Each line of the records that includes "consts" should be found and copied.

(Stored data entries)
__________
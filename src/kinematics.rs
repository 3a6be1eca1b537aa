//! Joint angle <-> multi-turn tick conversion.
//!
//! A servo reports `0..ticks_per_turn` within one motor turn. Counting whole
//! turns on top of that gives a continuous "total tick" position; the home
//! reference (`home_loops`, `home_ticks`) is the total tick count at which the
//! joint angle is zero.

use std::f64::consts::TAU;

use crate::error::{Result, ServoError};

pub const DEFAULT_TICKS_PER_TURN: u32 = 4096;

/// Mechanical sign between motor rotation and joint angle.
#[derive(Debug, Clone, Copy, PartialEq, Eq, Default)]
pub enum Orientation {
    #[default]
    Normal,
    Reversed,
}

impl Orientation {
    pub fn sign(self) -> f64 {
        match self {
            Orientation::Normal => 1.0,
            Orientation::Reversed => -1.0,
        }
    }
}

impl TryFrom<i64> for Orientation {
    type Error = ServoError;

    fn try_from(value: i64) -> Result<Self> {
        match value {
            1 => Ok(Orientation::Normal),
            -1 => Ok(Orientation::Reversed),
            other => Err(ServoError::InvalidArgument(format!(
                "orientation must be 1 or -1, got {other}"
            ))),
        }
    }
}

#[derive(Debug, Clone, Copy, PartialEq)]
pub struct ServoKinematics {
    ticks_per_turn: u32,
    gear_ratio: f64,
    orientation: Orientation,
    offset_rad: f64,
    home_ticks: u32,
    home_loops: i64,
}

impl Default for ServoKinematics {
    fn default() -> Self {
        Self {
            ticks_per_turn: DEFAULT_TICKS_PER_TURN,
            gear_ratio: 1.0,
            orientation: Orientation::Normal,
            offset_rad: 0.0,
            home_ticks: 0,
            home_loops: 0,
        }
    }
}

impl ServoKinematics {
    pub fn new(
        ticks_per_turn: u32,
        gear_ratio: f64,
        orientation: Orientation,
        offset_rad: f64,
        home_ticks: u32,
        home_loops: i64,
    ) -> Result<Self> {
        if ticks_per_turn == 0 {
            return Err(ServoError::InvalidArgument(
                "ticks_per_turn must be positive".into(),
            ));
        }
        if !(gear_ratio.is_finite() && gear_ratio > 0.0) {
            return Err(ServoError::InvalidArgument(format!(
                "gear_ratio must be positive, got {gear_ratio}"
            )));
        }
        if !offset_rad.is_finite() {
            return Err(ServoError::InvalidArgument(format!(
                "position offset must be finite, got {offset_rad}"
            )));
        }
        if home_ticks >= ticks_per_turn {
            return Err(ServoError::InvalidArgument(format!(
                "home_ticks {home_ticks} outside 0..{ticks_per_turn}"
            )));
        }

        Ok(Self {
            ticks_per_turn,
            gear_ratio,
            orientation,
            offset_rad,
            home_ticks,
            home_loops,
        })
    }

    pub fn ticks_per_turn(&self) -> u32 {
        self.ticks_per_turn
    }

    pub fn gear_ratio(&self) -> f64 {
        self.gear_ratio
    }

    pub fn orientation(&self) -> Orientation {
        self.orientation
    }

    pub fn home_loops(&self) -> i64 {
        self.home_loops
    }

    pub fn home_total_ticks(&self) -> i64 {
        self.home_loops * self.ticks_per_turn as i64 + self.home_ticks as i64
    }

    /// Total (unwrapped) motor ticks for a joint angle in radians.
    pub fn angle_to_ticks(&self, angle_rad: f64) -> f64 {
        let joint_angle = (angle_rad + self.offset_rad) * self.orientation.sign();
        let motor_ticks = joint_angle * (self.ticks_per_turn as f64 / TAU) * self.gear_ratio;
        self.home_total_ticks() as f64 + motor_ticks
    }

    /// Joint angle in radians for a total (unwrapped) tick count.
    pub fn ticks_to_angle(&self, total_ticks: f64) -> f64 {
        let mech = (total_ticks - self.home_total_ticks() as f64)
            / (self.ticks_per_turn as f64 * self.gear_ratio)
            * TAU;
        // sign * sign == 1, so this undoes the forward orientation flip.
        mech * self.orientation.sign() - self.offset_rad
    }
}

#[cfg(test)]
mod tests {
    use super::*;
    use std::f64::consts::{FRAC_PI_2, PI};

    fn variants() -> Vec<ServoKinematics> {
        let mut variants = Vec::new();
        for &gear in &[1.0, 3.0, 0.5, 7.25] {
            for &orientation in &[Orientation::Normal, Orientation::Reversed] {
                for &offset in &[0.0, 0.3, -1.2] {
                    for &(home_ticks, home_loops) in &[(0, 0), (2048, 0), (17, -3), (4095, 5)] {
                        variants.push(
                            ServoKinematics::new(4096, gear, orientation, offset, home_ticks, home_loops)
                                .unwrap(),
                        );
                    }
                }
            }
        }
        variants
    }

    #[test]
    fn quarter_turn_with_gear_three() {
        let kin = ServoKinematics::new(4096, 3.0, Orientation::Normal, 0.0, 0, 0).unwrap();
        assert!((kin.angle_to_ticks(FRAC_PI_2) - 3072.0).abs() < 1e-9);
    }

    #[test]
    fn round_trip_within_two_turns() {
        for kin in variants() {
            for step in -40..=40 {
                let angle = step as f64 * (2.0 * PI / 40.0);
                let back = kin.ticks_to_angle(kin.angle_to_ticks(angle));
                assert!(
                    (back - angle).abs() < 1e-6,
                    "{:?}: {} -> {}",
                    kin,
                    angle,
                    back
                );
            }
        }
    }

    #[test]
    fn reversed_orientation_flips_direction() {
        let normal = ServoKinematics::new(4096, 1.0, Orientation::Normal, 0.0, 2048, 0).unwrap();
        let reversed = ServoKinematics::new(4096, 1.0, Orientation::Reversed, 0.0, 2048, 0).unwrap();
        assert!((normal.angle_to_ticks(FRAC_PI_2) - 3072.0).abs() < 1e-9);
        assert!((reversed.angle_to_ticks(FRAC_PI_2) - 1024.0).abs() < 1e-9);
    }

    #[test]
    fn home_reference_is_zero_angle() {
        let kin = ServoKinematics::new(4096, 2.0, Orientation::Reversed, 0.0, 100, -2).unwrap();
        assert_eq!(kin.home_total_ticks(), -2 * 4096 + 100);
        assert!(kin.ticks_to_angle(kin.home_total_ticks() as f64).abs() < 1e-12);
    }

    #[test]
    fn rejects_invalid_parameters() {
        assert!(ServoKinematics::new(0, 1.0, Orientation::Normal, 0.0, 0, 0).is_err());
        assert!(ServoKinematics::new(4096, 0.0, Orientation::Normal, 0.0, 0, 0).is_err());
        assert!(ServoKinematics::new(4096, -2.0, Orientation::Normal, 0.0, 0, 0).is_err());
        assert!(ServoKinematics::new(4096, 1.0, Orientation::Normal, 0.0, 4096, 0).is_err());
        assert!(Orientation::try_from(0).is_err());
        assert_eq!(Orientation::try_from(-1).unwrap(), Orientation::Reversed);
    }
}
__________
◆ **Result for this exercise**:
use std::f64::consts::TAU;
    use std::f64::consts::{FRAC_PI_2, PI};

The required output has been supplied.